The Birmingham Press

Lights, camera, dereliction

Birmingham is being used as a location once again by Hollywood. This time, by one of movieland’s best directors. Guess why? asks Richard Lutz.

 

The city’s media can’t get enough of it. Steven Spielberg is in town.

He’s shooting a movie, called Ready Player One, due out in 2018. Here he is being snapped in Twitterland on location.

 

Spielberg has clout. So I take it he had no trouble signing up Brit actors such as Simon Pegg and Oscar winner Mark Rylance for the project, which is described as a dystopian sci-if thriller. He’s big time, top of the tree.

Even Birmingham’s commentators seem a bit awed by The Spielberg Factor. The filmmaker has chosen the “somewhat unlikely location’ of Birmingham”, says a BBC breathless online report. Shock exclusive, it seems to say, a film director is in Britain’s second largest city.

Actually, according to insiders, the city is a likely location, not an unlikely one. It seems Birmingham, according to one movie pro, has a “brutal aesthetic” which, I guess, is foo-foo talk for being a dump. Another pundit referred to its “muscular environment” which I originally thought meant it had a high number of all-night gyms. But that just means it’s got mean streets.

Another commentator was more plain speaking and understandable. It has “a run down look” with its forlorn Digbeth arches crapped out with graffiti, he explains. And, he adds, it’s cheaper to use than London.

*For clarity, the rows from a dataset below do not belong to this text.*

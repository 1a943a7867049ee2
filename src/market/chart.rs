use crate::market::types::{ChartTimeframe, SeriesPoint};
use chrono::DateTime;
use serde::Serialize;

pub const CHART_PICK_RADIUS_PX: f64 = 30.0;
pub const SPARKLINE_PICK_RADIUS_PX: f64 = 10.0;
pub const PRICE_BANDS: usize = 5;
pub const TIME_GRIDLINE_DIVISIONS: usize = 6;

pub const PRICE_CHART_HEIGHT: f64 = 400.0;
pub const PRICE_CHART_PADDING: Padding = Padding {
    top: 30.0,
    right: 20.0,
    bottom: 30.0,
    left: 60.0,
};
pub const SPARKLINE_WIDTH: f64 = 100.0;
pub const SPARKLINE_HEIGHT: f64 = 40.0;
pub const SPARKLINE_PADDING: f64 = 2.0;

const HOURS_PER_DAY: usize = 24;

#[derive(Debug, Clone, Copy, Serialize, PartialEq)]
#[serde(rename_all = "camelCase")]
pub struct Padding {
    pub top: f64,
    pub right: f64,
    pub bottom: f64,
    pub left: f64,
}

impl Padding {
    pub const fn uniform(value: f64) -> Self {
        Self {
            top: value,
            right: value,
            bottom: value,
            left: value,
        }
    }
}

#[derive(Debug, Clone, Copy, Serialize, PartialEq)]
#[serde(rename_all = "camelCase")]
pub struct ChartRect {
    pub width: f64,
    pub height: f64,
    pub padding: Padding,
}

impl ChartRect {
    pub fn price_chart(width: f64) -> Self {
        Self {
            width,
            height: PRICE_CHART_HEIGHT,
            padding: PRICE_CHART_PADDING,
        }
    }

    pub fn sparkline() -> Self {
        Self {
            width: SPARKLINE_WIDTH,
            height: SPARKLINE_HEIGHT,
            padding: Padding::uniform(SPARKLINE_PADDING),
        }
    }

    pub fn plot_width(&self) -> f64 {
        self.width - self.padding.left - self.padding.right
    }

    pub fn plot_height(&self) -> f64 {
        self.height - self.padding.top - self.padding.bottom
    }

    pub fn x_for_index(&self, index: usize, count: usize) -> f64 {
        if count <= 1 {
            return self.padding.left;
        }
        self.padding.left + self.plot_width() * index as f64 / (count - 1) as f64
    }
}

#[derive(Debug, Clone, Copy, Serialize, PartialEq)]
pub struct ValueScale {
    pub min: f64,
    pub max: f64,
}

impl ValueScale {
    pub fn from_values(values: &[f64]) -> Option<Self> {
        let (low, high) = values
            .iter()
            .copied()
            .filter(|value| value.is_finite())
            .fold(None, |bounds: Option<(f64, f64)>, value| match bounds {
                Some((low, high)) => Some((low.min(value), high.max(value))),
                None => Some((value, value)),
            })?;

        Some(Self {
            min: low * 0.99,
            max: high * 1.01,
        })
    }

    pub fn range(&self) -> f64 {
        let range = self.max - self.min;
        if range == 0.0 {
            1.0
        } else {
            range
        }
    }

    pub fn y_for(&self, value: f64, rect: &ChartRect) -> f64 {
        let plot_height = rect.plot_height();
        rect.padding.top + plot_height - plot_height * (value - self.min) / self.range()
    }
}

#[derive(Debug, Clone, Copy, Serialize, PartialEq)]
#[serde(rename_all = "camelCase")]
pub struct PlotPoint {
    pub index: usize,
    pub x: f64,
    pub y: f64,
    pub value: f64,
}

#[derive(Debug, Clone, Serialize, PartialEq)]
#[serde(rename_all = "camelCase")]
pub struct PlotGeometry {
    pub scale: ValueScale,
    pub points: Vec<PlotPoint>,
}

pub fn plot_values(values: &[f64], rect: &ChartRect) -> Option<PlotGeometry> {
    let scale = ValueScale::from_values(values)?;
    let count = values.len();
    let points = values
        .iter()
        .enumerate()
        .map(|(index, &value)| PlotPoint {
            index,
            x: rect.x_for_index(index, count),
            y: scale.y_for(value, rect),
            value,
        })
        .collect();

    Some(PlotGeometry { scale, points })
}

pub fn plot_series(series: &[SeriesPoint], rect: &ChartRect) -> Option<PlotGeometry> {
    let values: Vec<f64> = series.iter().map(|point| point.value).collect();
    plot_values(&values, rect)
}

#[derive(Debug, Clone, Copy, PartialEq, Eq)]
pub enum HitMetric {
    Euclidean,
    Horizontal,
}

/// Index of the point nearest to the pointer, if strictly within `radius`.
/// Ties keep the lowest index.
pub fn hit_test(
    points: &[PlotPoint],
    pointer_x: f64,
    pointer_y: f64,
    metric: HitMetric,
    radius: f64,
) -> Option<usize> {
    let mut best: Option<(usize, f64)> = None;
    for point in points {
        let distance = match metric {
            HitMetric::Euclidean => (point.x - pointer_x).hypot(point.y - pointer_y),
            HitMetric::Horizontal => (point.x - pointer_x).abs(),
        };
        if distance >= radius {
            continue;
        }
        if best.map_or(true, |(_, closest)| distance < closest) {
            best = Some((point.index, distance));
        }
    }
    best.map(|(index, _)| index)
}

pub fn hit_test_chart(points: &[PlotPoint], pointer_x: f64, pointer_y: f64) -> Option<usize> {
    hit_test(
        points,
        pointer_x,
        pointer_y,
        HitMetric::Euclidean,
        CHART_PICK_RADIUS_PX,
    )
}

pub fn hit_test_sparkline(points: &[PlotPoint], pointer_x: f64) -> Option<usize> {
    hit_test(
        points,
        pointer_x,
        0.0,
        HitMetric::Horizontal,
        SPARKLINE_PICK_RADIUS_PX,
    )
}

#[derive(Debug, Clone, Serialize, PartialEq)]
#[serde(rename_all = "camelCase")]
pub struct PriceGridline {
    pub y: f64,
    pub value: f64,
    pub label: String,
}

pub fn price_gridlines(scale: &ValueScale, rect: &ChartRect) -> Vec<PriceGridline> {
    let step = scale.range() / PRICE_BANDS as f64;
    (0..=PRICE_BANDS)
        .map(|band| {
            let value = scale.min + step * band as f64;
            PriceGridline {
                y: scale.y_for(value, rect),
                value,
                label: format!("${}", format_price(value)),
            }
        })
        .collect()
}

#[derive(Debug, Clone, Serialize, PartialEq)]
#[serde(rename_all = "camelCase")]
pub struct TimeGridline {
    pub index: usize,
    pub x: f64,
    pub timestamp_ms: i64,
    pub label: String,
}

pub fn time_gridlines(
    series: &[SeriesPoint],
    rect: &ChartRect,
    timeframe: ChartTimeframe,
) -> Vec<TimeGridline> {
    let count = series.len();
    let stride = (count / TIME_GRIDLINE_DIVISIONS).max(1);
    let pattern = match timeframe {
        ChartTimeframe::H24 => "%H:%M",
        ChartTimeframe::D7 | ChartTimeframe::D30 => "%b %-d",
        ChartTimeframe::Y1 => "%b %y",
    };

    series
        .iter()
        .enumerate()
        .step_by(stride)
        .map(|(index, point)| TimeGridline {
            index,
            x: rect.x_for_index(index, count),
            timestamp_ms: point.timestamp_ms,
            label: format_timestamp(point.timestamp_ms, pattern),
        })
        .collect()
}

fn format_timestamp(timestamp_ms: i64, pattern: &str) -> String {
    match DateTime::from_timestamp_millis(timestamp_ms) {
        Some(moment) => moment.format(pattern).to_string(),
        None => timestamp_ms.to_string(),
    }
}

pub fn format_tooltip_time(timestamp_ms: i64) -> String {
    format_timestamp(timestamp_ms, "%b %-d, %Y %H:%M")
}

pub fn format_price(value: f64) -> String {
    if value.abs() < 1.0 {
        return format!("{value:.6}");
    }

    let fixed = format!("{:.2}", value.abs());
    let (whole, fraction) = fixed.split_once('.').unwrap_or((fixed.as_str(), "00"));
    let mut grouped = String::with_capacity(whole.len() + whole.len() / 3 + 4);
    if value < 0.0 {
        grouped.push('-');
    }
    for (position, digit) in whole.chars().enumerate() {
        if position > 0 && (whole.len() - position) % 3 == 0 {
            grouped.push(',');
        }
        grouped.push(digit);
    }
    grouped.push('.');
    grouped.push_str(fraction);
    grouped
}

pub fn sparkline_age_label(index: usize, total: usize) -> String {
    let hours_back = total.saturating_sub(1).saturating_sub(index);
    let days = hours_back / HOURS_PER_DAY;
    let hours = hours_back % HOURS_PER_DAY;

    match (days, hours) {
        (0, 0) => "Now".to_string(),
        (0, hours) => format!("{hours}h ago"),
        (1, 0) => "1 day ago".to_string(),
        (days, hours) => format!("{days}d {hours}h ago"),
    }
}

Well, that’s the essence of it then.

The city is a great site to shoot films about urban crime, post-apocalyptic horror and dark dystopian thrillers. Or even stuff about urban dystopian horror or post-apocalyptic crime. Or just moody downbeat thrillers filled with rain-slashed cruddy streets. And you can chop back your budget by coming to the West Midlands rather than shooting in expensive London with its clogged up traffic and exorbitant fees.

So, no romcom in old Brum; no high finance caper with catwalk stars; no storyline about a group of earnest twenty-somethings sitting around a swish eaterie for 36 hours wondering about relationships, love, hate, symbiosis.

No… Birmingham is grit, down at heel grit. And according to the above, cheap down at heel grit. Though from what I read, Spielberg’s crew had to improve on the urban graffiti. Seemingly, it wasn’t good (or bad) enough.

So, how about re-marketing this city’s brand? We can call it Birmingun, with its inner suburbs of Horrorborne or Spookbrook, Cheswick Grim or Northfiend, with its nearby towns of Werewolfhampton or Worcestershire’s very own Killerminster, or down by the Avon, with the pretty town of Evilsham?

And then there’s Headless Cross and, of course, how can we ignore the original Hollywood on the back road to Redditch?

But what do you really expect anyway, despite the city employing 220,000 workers in the financial/professional sector and annually bringing in £15 billion to the urban area? Birmingham is simply seen by many as a trash can (sorry, muscular and brutal), though maybe not the kind that the film world really wants.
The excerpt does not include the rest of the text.